Em In a lonely place é este o movimento emocional chave, que estabelece a matéria-prima desta poesia maldita: a paixão - que se materializa em versos, socos, afagos e tolices. Um homem dominado pela paixão só pode cometer as maiores façanhas, e as piores decepções. Não há meio termo, em cada ação é a vida que se arrisca - de si e daqueles que o amam.
O set-piece de Ray, que poeticamente sintetiza todo esse ethos pathos de seres destinados à tragédia, é também um dos ápices dramáticos da história do cinema.

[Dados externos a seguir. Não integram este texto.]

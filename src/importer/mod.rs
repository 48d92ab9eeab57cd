// ==========================================
// 度假村报价表识别引擎 - 输入适配层
// ==========================================
// 职责: 把上游已物化的表格数据转换为 CellGrid / MergeRange
// 红线: 不打开文件，不做网络访问
// ==========================================

pub mod error;
pub mod workbook_adapter;

pub use error::{RecognitionError, RecognitionResult};
pub use workbook_adapter::{grid_from_calamine, merges_from_dimensions, worksheet_from_calamine};
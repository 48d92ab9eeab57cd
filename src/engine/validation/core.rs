use crate::domain::pricing::ExtractedPricingRecord;
use crate::domain::types::{Currency, Severity};
use crate::domain::validation::{
    CurrencyCheck, NumberFormat, NumberFormatCheck, ValidationContext, ValidationFinding,
};
use crate::engine::matchers::{
    currency_marks, detect_text_currency, has_at_most_two_decimals, parse_amount, strip_currency,
    strip_price_decorations,
};
use crate::i18n;
use serde_json::json;
use std::any::Any;
use std::panic::{catch_unwind, AssertUnwindSafe};
use tracing::{debug, info, instrument, warn};

use super::rules::{builtin_rules, PricingRule};

// ==========================================
// PriceValidator - 价格校验引擎
// ==========================================
pub struct PriceValidator {
    rules: Vec<Box<dyn PricingRule>>,
}

impl PriceValidator {
    /// 创建校验器（注册全部内置规则）
    pub fn new() -> Self {
        Self {
            rules: builtin_rules(),
        }
    }

    /// 创建空校验器（不含任何规则）
    pub fn empty() -> Self {
        Self { rules: Vec::new() }
    }

    // ==========================================
    // 规则注册表
    // ==========================================

    /// 注册规则；同名规则被替换（保持原位置）
    pub fn register_rule(&mut self, rule: Box<dyn PricingRule>) {
        match self.rules.iter().position(|r| r.name() == rule.name()) {
            Some(index) => {
                debug!(rule = %rule.name(), "替换同名规则");
                self.rules[index] = rule;
            }
            None => self.rules.push(rule),
        }
    }

    /// 移除规则
    ///
    /// # 返回
    /// 是否存在并已移除
    pub fn remove_rule(&mut self, name: &str) -> bool {
        let before = self.rules.len();
        self.rules.retain(|r| r.name() != name);
        self.rules.len() != before
    }

    /// 已注册规则名（执行顺序）
    pub fn rule_names(&self) -> Vec<&str> {
        self.rules.iter().map(|r| r.name()).collect()
    }

    // ==========================================
    // 主入口
    // ==========================================

    /// 运行全部规则
    ///
    /// # 参数
    /// - context: 调用方上下文（None = 默认上下文）
    ///
    /// # 返回
    /// 按规则注册顺序拼接的校验结果；单条规则失败转换为一条 error 结果
    #[instrument(skip(self, records, context), fields(records = records.len(), rules = self.rules.len()))]
    pub fn validate_pricing(
        &self,
        records: &[ExtractedPricingRecord],
        context: Option<&ValidationContext>,
    ) -> Vec<ValidationFinding> {
        let default_context = ValidationContext::default();
        let context = context.unwrap_or(&default_context);

        let mut findings = Vec::new();
        for rule in &self.rules {
            let outcome = catch_unwind(AssertUnwindSafe(|| rule.check(records, context)));
            match outcome {
                Ok(Ok(rule_findings)) => {
                    debug!(rule = %rule.name(), findings = rule_findings.len(), "规则执行完成");
                    findings.extend(rule_findings);
                }
                Ok(Err(err)) => {
                    warn!(rule = %rule.name(), error = %err, "规则执行失败");
                    findings.push(rule_failure(rule.name(), &err.to_string()));
                }
                Err(payload) => {
                    let reason = panic_message(payload.as_ref());
                    warn!(rule = %rule.name(), reason = %reason, "规则执行 panic");
                    findings.push(rule_failure(rule.name(), &reason));
                }
            }
        }

        info!(
            findings = findings.len(),
            errors = findings.iter().filter(|f| f.severity == Severity::Error).count(),
            warnings = findings.iter().filter(|f| f.severity == Severity::Warning).count(),
            "价格校验完成"
        );
        findings
    }
}

impl Default for PriceValidator {
    fn default() -> Self {
        Self::new()
    }
}

fn rule_failure(rule: &str, reason: &str) -> ValidationFinding {
    ValidationFinding::new(
        rule,
        Severity::Error,
        i18n::t_with_args("validation.rule_failed", &[("rule", rule), ("error", reason)]),
    )
    .with_value(json!({ "error": reason }))
}

fn panic_message(payload: &(dyn Any + Send)) -> String {
    if let Some(s) = payload.downcast_ref::<&str>() {
        s.to_string()
    } else if let Some(s) = payload.downcast_ref::<String>() {
        s.clone()
    } else {
        "panic".to_string()
    }
}

// ==========================================
// 单值检查
// ==========================================

/// 单个值的币种检查
///
/// - 无币种标记: is_valid = false
/// - 同一值中出现两种币种: is_valid = false
pub fn detect_and_validate_currency(text: &str) -> CurrencyCheck {
    let marks = currency_marks(text);
    let symbol_found = marks.iter().any(|m| m.symbol);
    let code_found = marks.iter().any(|m| m.code);

    match marks.as_slice() {
        [] => CurrencyCheck {
            currency: None,
            symbol_found,
            code_found,
            is_valid: false,
            message: Some(i18n::t("validation.no_currency")),
        },
        [single] => CurrencyCheck {
            currency: Some(single.currency),
            symbol_found,
            code_found,
            is_valid: true,
            message: None,
        },
        [first, ..] => {
            let codes = marks
                .iter()
                .map(|m| m.currency.code())
                .collect::<Vec<_>>()
                .join(", ");
            CurrencyCheck {
                currency: Some(first.currency),
                symbol_found,
                code_found,
                is_valid: false,
                message: Some(i18n::t_with_args(
                    "validation.currency_conflict",
                    &[("currencies", codes.as_str())],
                )),
            }
        }
    }
}

/// 单个值的数字格式检查
///
/// # 问题项
/// - 无法解析 / 负数 / 超过两位小数 / 币种与期望不符
pub fn validate_number_format(text: &str, expected_currency: Option<Currency>) -> NumberFormatCheck {
    let currency = detect_text_currency(text);
    let body: String = strip_price_decorations(&strip_currency(text))
        .chars()
        .filter(|c| !c.is_whitespace() && *c != '\u{a0}')
        .collect();
    let format = classify_format(body.trim_start_matches('-'));
    let value = parse_amount(text);

    let mut issues = Vec::new();
    match value {
        None => issues.push(i18n::t_with_args(
            "validation.number_unparseable",
            &[("text", text.trim())],
        )),
        Some(v) => {
            if v < 0.0 {
                issues.push(i18n::t("validation.number_negative"));
            }
            if !has_at_most_two_decimals(v) {
                issues.push(i18n::t("validation.number_precision"));
            }
        }
    }
    if let (Some(expected), Some(found)) = (expected_currency, currency) {
        if expected != found {
            issues.push(i18n::t_with_args(
                "validation.number_currency_mismatch",
                &[("expected", expected.code()), ("found", found.code())],
            ));
        }
    }

    NumberFormatCheck {
        is_valid: issues.is_empty(),
        value,
        format: if value.is_some() { format } else { NumberFormat::Unknown },
        currency,
        issues,
    }
}

/// 分隔符约定（与 parse_amount 的判定一致）
fn classify_format(body: &str) -> NumberFormat {
    if body.is_empty() || body.chars().any(|c| !(c.is_ascii_digit() || c == ',' || c == '.')) {
        return NumberFormat::Unknown;
    }
    let commas = body.matches(',').count();
    let dots = body.matches('.').count();
    let digits_after = |sep: char| body.rfind(sep).map(|i| body.len() - i - 1).unwrap_or(0);

    match (commas, dots) {
        (0, 0) => NumberFormat::Plain,
        (_, 0) if commas == 1 && (1..=2).contains(&digits_after(',')) => NumberFormat::CommaDecimal,
        (_, 0) => NumberFormat::DotDecimal,
        (0, _) if dots > 1 || digits_after('.') == 3 => NumberFormat::CommaDecimal,
        (0, _) => NumberFormat::Plain,
        _ => {
            if body.rfind(',') > body.rfind('.') {
                NumberFormat::CommaDecimal
            } else {
                NumberFormat::DotDecimal
            }
        }
    }
}
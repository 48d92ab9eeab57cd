// ==========================================
// 度假村报价表识别引擎 - 单元格匹配器
// ==========================================
// 职责: 月份 / 价格 / 币种 / 备注 / 晚数 / 人数 / 房型 / 包含项 判定
// 红线: 所有 "是否为 X" 判定只经由本模块，基于 CellValue 而非字符串化
// 红线: 不可解析的内容降级为 None / 不可售，从不报错
// ==========================================

use crate::domain::grid::CellValue;
use crate::domain::types::{Currency, InclusionFormat};
use crate::engine::vocabulary::{
    accommodation_entry, canonical_month, normalize_accommodation_text, ACCOMMODATION_TYPES,
    BULLET_MARKERS, CURRENCY_SYMBOLS, INCLUSION_HEADER_KEYWORDS, PRICE_PREFIXES, PRICE_SUFFIXES,
    SPECIAL_MONTH_TOKENS, UNAVAILABLE_TOKENS,
};
use regex::Regex;
use std::sync::LazyLock;

/// 月份标签最大长度（超过即视为描述性文本）
const MAX_MONTH_LABEL_CHARS: usize = 25;

/// 包含项表头最大长度
const MAX_HEADER_CHARS: usize = 60;

static MONTH_RE: LazyLock<Regex> = LazyLock::new(|| {
    Regex::new(
        r"(?i)^\s*(january|february|march|april|may|june|july|august|september|october|november|december|jan|feb|mar|apr|jun|jul|aug|sept|sep|oct|nov|dec)\b\.?",
    )
    .unwrap()
});

static SPECIAL_TOKEN_RE: LazyLock<Regex> = LazyLock::new(|| {
    Regex::new(r"(?i)^\s*(easter|peak[\s-]*season|off[\s-]*season)\b").unwrap()
});

static CURRENCY_CODE_RE: LazyLock<Regex> =
    LazyLock::new(|| Regex::new(r"(?i)\b(eur|euros?|gbp|usd|chf|jpy|inr)\b").unwrap());

static NIGHTS_RE: LazyLock<Regex> =
    LazyLock::new(|| Regex::new(r"(?i)\b(\d{1,2})\s*-?\s*(?:nights?|nts?)\b").unwrap());

static PARTY_RE: LazyLock<Regex> = LazyLock::new(|| {
    Regex::new(r"(?i)\b(\d{1,2})\s*-?\s*(?:pax|persons?|people|guests?|adults?|ppl)\b").unwrap()
});

static PAREN_NOTE_RE: LazyLock<Regex> = LazyLock::new(|| Regex::new(r"\(([^)]*)\)").unwrap());

static STAR_NOTE_RE: LazyLock<Regex> = LazyLock::new(|| Regex::new(r"\*+\s*(.+)$").unwrap());

static PREFIXED_NOTE_RE: LazyLock<Regex> =
    LazyLock::new(|| Regex::new(r"(?i)\bnote:\s*(.+)$").unwrap());

static DASH_NOTE_RE: LazyLock<Regex> =
    LazyLock::new(|| Regex::new(r"\s[-–]\s*(.*[A-Za-z].*)$").unwrap());

static NUMBERED_RE: LazyLock<Regex> =
    LazyLock::new(|| Regex::new(r"^\s*\d{1,2}[.)]\s+(.*\S)\s*$").unwrap());

// ==========================================
// 月份匹配
// ==========================================

/// 月份匹配结果
#[derive(Debug, Clone, PartialEq, Eq)]
pub struct MonthMatch {
    /// 标准标签（"January" / "Easter (18–21 Apr)" / "Peak Season"）
    pub label: String,

    /// 是否为特殊时段
    pub special: bool,
}

/// 文本 → 月份/特殊时段
pub fn match_month_text(text: &str) -> Option<MonthMatch> {
    let trimmed = text.trim();
    if trimmed.is_empty() || trimmed.chars().count() > MAX_MONTH_LABEL_CHARS {
        return None;
    }

    if let Some(caps) = SPECIAL_TOKEN_RE.captures(trimmed) {
        let token = normalize_spaces(&caps[1].to_lowercase().replace('-', " "));
        return SPECIAL_MONTH_TOKENS
            .iter()
            .find(|(key, _)| *key == token)
            .map(|(_, label)| MonthMatch {
                label: label.to_string(),
                special: true,
            });
    }

    let caps = MONTH_RE.captures(trimmed)?;
    canonical_month(&caps[1]).map(|name| MonthMatch {
        label: name.to_string(),
        special: false,
    })
}

/// 单元格 → 月份（数字单元格永不视为月份）
pub fn match_month(cell: &CellValue) -> Option<MonthMatch> {
    cell.as_text().and_then(match_month_text)
}

fn normalize_spaces(text: &str) -> String {
    text.split_whitespace().collect::<Vec<_>>().join(" ")
}

// ==========================================
// 币种匹配
// ==========================================

/// 文本中出现的币种标记
#[derive(Debug, Clone, Copy, PartialEq, Eq)]
pub struct CurrencyMark {
    pub currency: Currency,
    pub symbol: bool,
    pub code: bool,
}

/// 文本中出现的全部币种（按 Currency::ALL 顺序，去重）
pub fn currency_marks(text: &str) -> Vec<CurrencyMark> {
    let codes: Vec<Currency> = CURRENCY_CODE_RE
        .captures_iter(text)
        .filter_map(|caps| {
            let code = caps[1].to_ascii_uppercase();
            if code.starts_with("EURO") {
                Some(Currency::Eur)
            } else {
                Currency::from_code(&code)
            }
        })
        .collect();

    Currency::ALL
        .into_iter()
        .filter_map(|currency| {
            let symbol = CURRENCY_SYMBOLS
                .iter()
                .filter(|(c, _)| *c == currency)
                .flat_map(|(_, symbols)| symbols.iter())
                .any(|s| contains_symbol(text, s));
            let code = codes.contains(&currency);
            (symbol || code).then_some(CurrencyMark {
                currency,
                symbol,
                code,
            })
        })
        .collect()
}

/// 字母开头的符号（"Fr." / "Rs." / "US$"）要求前一字符不是字母
fn contains_symbol(text: &str, symbol: &str) -> bool {
    if !symbol.starts_with(|c: char| c.is_ascii_alphabetic()) {
        return text.contains(symbol);
    }
    text.match_indices(symbol)
        .any(|(i, _)| !text[..i].chars().next_back().is_some_and(|c| c.is_alphabetic()))
}

/// 文本中的首个币种
pub fn detect_text_currency(text: &str) -> Option<Currency> {
    currency_marks(text).first().map(|m| m.currency)
}

/// 去掉币种符号与代码
pub fn strip_currency(text: &str) -> String {
    let mut out = CURRENCY_CODE_RE.replace_all(text, "").into_owned();
    for (_, symbols) in CURRENCY_SYMBOLS.iter() {
        for symbol in symbols.iter() {
            out = out.replace(symbol, "");
        }
    }
    out
}

// ==========================================
// 数值 / 价格解析
// ==========================================

/// 去掉价格前后的单位修饰（"from €150" / "150 pp" / "€150/night"），可叠加
pub fn strip_price_decorations(text: &str) -> String {
    let mut rest = text.trim().to_lowercase();
    loop {
        let before = rest.len();
        for prefix in PRICE_PREFIXES {
            if let Some(tail) = rest.strip_prefix(prefix) {
                rest = tail.trim_start().to_string();
            }
        }
        for suffix in PRICE_SUFFIXES {
            if let Some(head) = rest.strip_suffix(suffix) {
                rest = head.trim_end().to_string();
            }
        }
        if rest.len() == before {
            return rest;
        }
    }
}

/// 文本 → 数值（去掉币种、修饰词、空白、千分位，自动判定小数点）
///
/// 含其他字母或符号的文本返回 None
pub fn parse_amount(text: &str) -> Option<f64> {
    let stripped = strip_price_decorations(&strip_currency(text));
    let compact: String = stripped
        .chars()
        .filter(|c| !c.is_whitespace() && *c != '\u{a0}' && *c != '\'' && *c != '’')
        .collect();
    let compact = compact.trim_end_matches('*');

    let (negative, body) = match compact.strip_prefix('-') {
        Some(rest) => (true, rest),
        None => (false, compact),
    };
    if body.is_empty()
        || !body.chars().any(|c| c.is_ascii_digit())
        || body.chars().any(|c| !(c.is_ascii_digit() || c == ',' || c == '.'))
    {
        return None;
    }

    let normalized = normalize_separators(body);
    let value: f64 = normalized.parse().ok()?;
    if !value.is_finite() {
        return None;
    }
    Some(if negative { -value } else { value })
}

/// 千分位 / 小数点归一化为 "1234.56"
pub fn normalize_separators(body: &str) -> String {
    let last_comma = body.rfind(',');
    let last_dot = body.rfind('.');

    match (last_comma, last_dot) {
        (Some(c), Some(d)) => {
            // 两者并存：靠后者为小数点
            let (decimal, grouping) = if c > d { (',', '.') } else { ('.', ',') };
            body.replace(grouping, "").replace(decimal, ".")
        }
        (Some(c), None) => {
            let digits_after = body.len() - c - 1;
            if body.matches(',').count() == 1 && (1..=2).contains(&digits_after) {
                body.replace(',', ".")
            } else {
                body.replace(',', "")
            }
        }
        (None, Some(d)) => {
            let digits_after = body.len() - d - 1;
            if body.matches('.').count() > 1 || digits_after == 3 {
                body.replace('.', "")
            } else {
                body.to_string()
            }
        }
        (None, None) => body.to_string(),
    }
}

/// 最多两位小数
pub fn has_at_most_two_decimals(value: f64) -> bool {
    let cents = value * 100.0;
    (cents.round() - cents).abs() < 1e-6
}

/// 价格候选：正数且最多两位小数
pub fn is_price_like(cell: &CellValue) -> bool {
    let value = match cell {
        CellValue::Number(n) => Some(*n),
        CellValue::Text(t) => parse_amount(t),
        CellValue::Empty => None,
    };
    matches!(value, Some(v) if v > 0.0 && has_at_most_two_decimals(v))
}

/// 不可售标记（整段等于词表项，或无数字文本中出现整词）
pub fn is_unavailable_text(text: &str) -> bool {
    let lower = text.trim().to_lowercase();
    if lower.is_empty() {
        return false;
    }
    if UNAVAILABLE_TOKENS.iter().any(|t| lower == *t) {
        return true;
    }
    if lower.chars().any(|c| c.is_ascii_digit()) {
        return false;
    }
    UNAVAILABLE_TOKENS
        .iter()
        .any(|token| contains_word(&lower, token))
}

fn contains_word(haystack: &str, needle: &str) -> bool {
    haystack.match_indices(needle).any(|(i, _)| {
        let before = haystack[..i].chars().next_back();
        let after = haystack[i + needle.len()..].chars().next();
        !before.is_some_and(|c| c.is_alphanumeric()) && !after.is_some_and(|c| c.is_alphanumeric())
    })
}

/// 备注提取：括号 > "*" 后缀 > "note:" 后缀 > 末尾 "- 文本"
///
/// # 返回
/// (去掉备注后的文本, 备注)
pub fn extract_note(text: &str) -> (String, Option<String>) {
    let patterns: [&Regex; 4] = [&PAREN_NOTE_RE, &STAR_NOTE_RE, &PREFIXED_NOTE_RE, &DASH_NOTE_RE];
    for re in patterns {
        if let Some(caps) = re.captures(text) {
            let note = caps[1].trim();
            if note.is_empty() {
                continue;
            }
            let whole = caps.get(0).map(|m| m.range()).unwrap_or(0..0);
            let mut rest = String::with_capacity(text.len());
            rest.push_str(&text[..whole.start]);
            rest.push_str(&text[whole.end..]);
            return (rest.trim().to_string(), Some(note.to_string()));
        }
    }
    (text.trim().to_string(), None)
}

/// 价格解析结果
#[derive(Debug, Clone, PartialEq)]
pub struct ParsedPrice {
    pub value: f64,
    pub currency: Currency,
    pub available: bool,
    pub note: Option<String>,
    pub raw: String,
}

/// 单元格 → 价格
///
/// - 不可售词 / 解析失败 → 0 且不可售
/// - 负数 → 夹紧为 0（仍视为可售）
pub fn parse_price(cell: &CellValue, fallback_currency: Currency) -> ParsedPrice {
    let raw = cell.display_text();
    match cell {
        CellValue::Empty => ParsedPrice {
            value: 0.0,
            currency: fallback_currency,
            available: false,
            note: None,
            raw,
        },
        CellValue::Number(n) => ParsedPrice {
            value: n.max(0.0),
            currency: fallback_currency,
            available: true,
            note: None,
            raw,
        },
        CellValue::Text(text) => {
            let currency = detect_text_currency(text).unwrap_or(fallback_currency);
            let (body, note) = extract_note(text);
            if is_unavailable_text(text) || is_unavailable_text(&body) {
                return ParsedPrice {
                    value: 0.0,
                    currency,
                    available: false,
                    note,
                    raw,
                };
            }
            match parse_amount(&body) {
                Some(value) => ParsedPrice {
                    value: value.max(0.0),
                    currency,
                    available: true,
                    note,
                    raw,
                },
                None => ParsedPrice {
                    value: 0.0,
                    currency,
                    available: false,
                    note,
                    raw,
                },
            }
        }
    }
}

// ==========================================
// 晚数 / 人数 / 房型
// ==========================================

/// 文本中的晚数（"2 Nights" / "7-night" / "3 nts"）
pub fn nights_in(text: &str) -> Vec<u32> {
    capture_numbers(&NIGHTS_RE, text)
}

/// 文本中的人数（"4 Pax" / "2 persons" / "6 guests"）
pub fn party_sizes_in(text: &str) -> Vec<u32> {
    capture_numbers(&PARTY_RE, text)
}

fn capture_numbers(re: &Regex, text: &str) -> Vec<u32> {
    re.captures_iter(text)
        .filter_map(|caps| caps[1].parse::<u32>().ok())
        .filter(|n| *n > 0)
        .collect()
}

/// 文本中出现的房型（标准显示名，按出现位置排序）
pub fn accommodation_types_in(text: &str) -> Vec<&'static str> {
    let lower = normalize_accommodation_text(text);
    let mut hits: Vec<(usize, &'static str)> = ACCOMMODATION_TYPES
        .iter()
        .filter_map(|(keyword, ..)| {
            let pos = lower.find(keyword)?;
            let (display, ..) = accommodation_entry(keyword)?;
            Some((pos, display))
        })
        .collect();
    hits.sort_by_key(|(pos, _)| *pos);
    hits.into_iter().map(|(_, display)| display).collect()
}

/// 单元格是否为"纯房型"文本（仅房型关键字，无其他描述）
pub fn is_bare_accommodation_type(text: &str) -> bool {
    let lower = normalize_accommodation_text(text.trim().trim_end_matches(':'));
    ACCOMMODATION_TYPES.iter().any(|(keyword, ..)| {
        lower == *keyword || lower == format!("{}s", keyword)
    })
}

// ==========================================
// 包含项判定
// ==========================================

/// 项目符号 / 编号前缀
///
/// # 返回
/// (格式, 去掉前缀的文本)；无前缀返回 None
pub fn list_marker(text: &str) -> Option<(InclusionFormat, String)> {
    let trimmed = text.trim();
    let first = trimmed.chars().next()?;
    if BULLET_MARKERS.contains(&first) {
        let rest = trimmed[first.len_utf8()..].trim();
        // "-5" 之类为负数，不是项目符号
        if rest.is_empty() || (first == '-' && rest.starts_with(|c: char| c.is_ascii_digit())) {
            return None;
        }
        return Some((InclusionFormat::Bullet, rest.to_string()));
    }
    NUMBERED_RE
        .captures(trimmed)
        .map(|caps| (InclusionFormat::Numbered, caps[1].trim().to_string()))
}

/// 包含项区域表头（"Package includes:" / "What's included" / "Facilities"）
pub fn is_inclusion_header(text: &str) -> bool {
    let trimmed = text.trim();
    if trimmed.is_empty() || trimmed.chars().count() > MAX_HEADER_CHARS || list_marker(trimmed).is_some()
    {
        return false;
    }
    let lower = trimmed.to_lowercase();
    let ends_colon = lower.ends_with(':');
    let core = lower.trim_end_matches(':').trim();

    INCLUSION_HEADER_KEYWORDS.iter().any(|keyword| {
        core == *keyword
            || (ends_colon && core.contains(keyword))
            || (*keyword != "included" && ends_with_word(core, keyword))
    })
}

fn ends_with_word(text: &str, suffix: &str) -> bool {
    text.strip_suffix(suffix)
        .is_some_and(|head| !head.chars().next_back().is_some_and(|c| c.is_alphanumeric()))
}

/// 表头形态（用于项目符号回溯）
pub fn is_header_like(text: &str) -> bool {
    let trimmed = text.trim();
    if trimmed.is_empty() || list_marker(trimmed).is_some() || parse_amount(trimmed).is_some() {
        return false;
    }
    if trimmed.ends_with(':') || is_inclusion_header(trimmed) {
        return true;
    }
    let starts_upper = trimmed.chars().next().is_some_and(|c| c.is_uppercase());
    starts_upper && trimmed.chars().count() <= 40 && trimmed.split_whitespace().count() <= 5
}
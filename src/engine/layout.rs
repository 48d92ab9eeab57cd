// ==========================================
// 度假村报价表识别引擎 - 版式识别引擎
// ==========================================
// 职责: 对单个工作表提出竞争版式假设并评分
// 扫描器: 月份在行 / 月份在列 / 价格矩阵 / 包含项列表
// 输出: 最佳版式 + 其余版式 + 建议 + 整体置信度
// ==========================================
// 红线: 无可用版式时返回指向原点的低置信度退化结果，不报错
// 红线: 版式包围区域不超过网格实际尺寸
// ==========================================

mod core;
mod scanners;

#[cfg(test)]
mod tests;

pub use core::LayoutDetector;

Os que convivem com esta persona, na tentativa de proteção concomitante ao medo, normalmente mente, mascara; e estes não suportam a infidelidade. Paranóicos por excelência também, explodem em violência quando inseguros assim como explodem em amor quando seguros. O poder da emoção mais sincera emana desses olhos e gestos em momentos como tais; e aí onde o personagem explode o sentimento se desabrocha, e vislumbrasse o inflamável (aquilo que anima).
O automóvel em alta velocidade é um dos símbolos que podem expressar tal ser-sentimento. Como um furacão, acompanhamos o furor de Dixie Steele (Bogart) devastando as estradas rumo ao seu ódio. Sua mulher (Grahame) - que faíscou a dinamite com suas falsidades - teme, agora mais que nunca, o que aquele homem (provável futuro marido) pode fazer em seus acessos de raiva.
Nós, espectadores acompanhando o thriller, nos angustiamos a cada dúbio gesto de Bogart, como quando com a pedra em mãos se prepara para esmagar a cabeça de um inocente ou quando com a mão em torno de Grahame faz o gesto que encenou no relato ficcional de como poderia ter acontecido a morte da jovem pela qual é suspeito.

Enquanto ela agora dirige de volta, ele, num gesto de amor, a envolve com o braço, completando o poema que ela, repetindo suas palavras, buscava recitar. Esse gesto, que há alguns momentos prefigurava um gesto de morte e violência, não recebe aqui apenas uma repetição para salvaguardar uma ambiguidade, ou tão-somente esclarecer uma falsa suspeita. Esse gesto é o gesto que, em ação, revela esta essência, essa emoção que nasce dessa violenta luz, dessa terna treva.
Os versos retornarão ao final, "like a farewell note", enquanto o amor se escorre como ela na parede, enquanto ele, em "the end", assim como no início, retorna ao seu locus: "in a lonely place".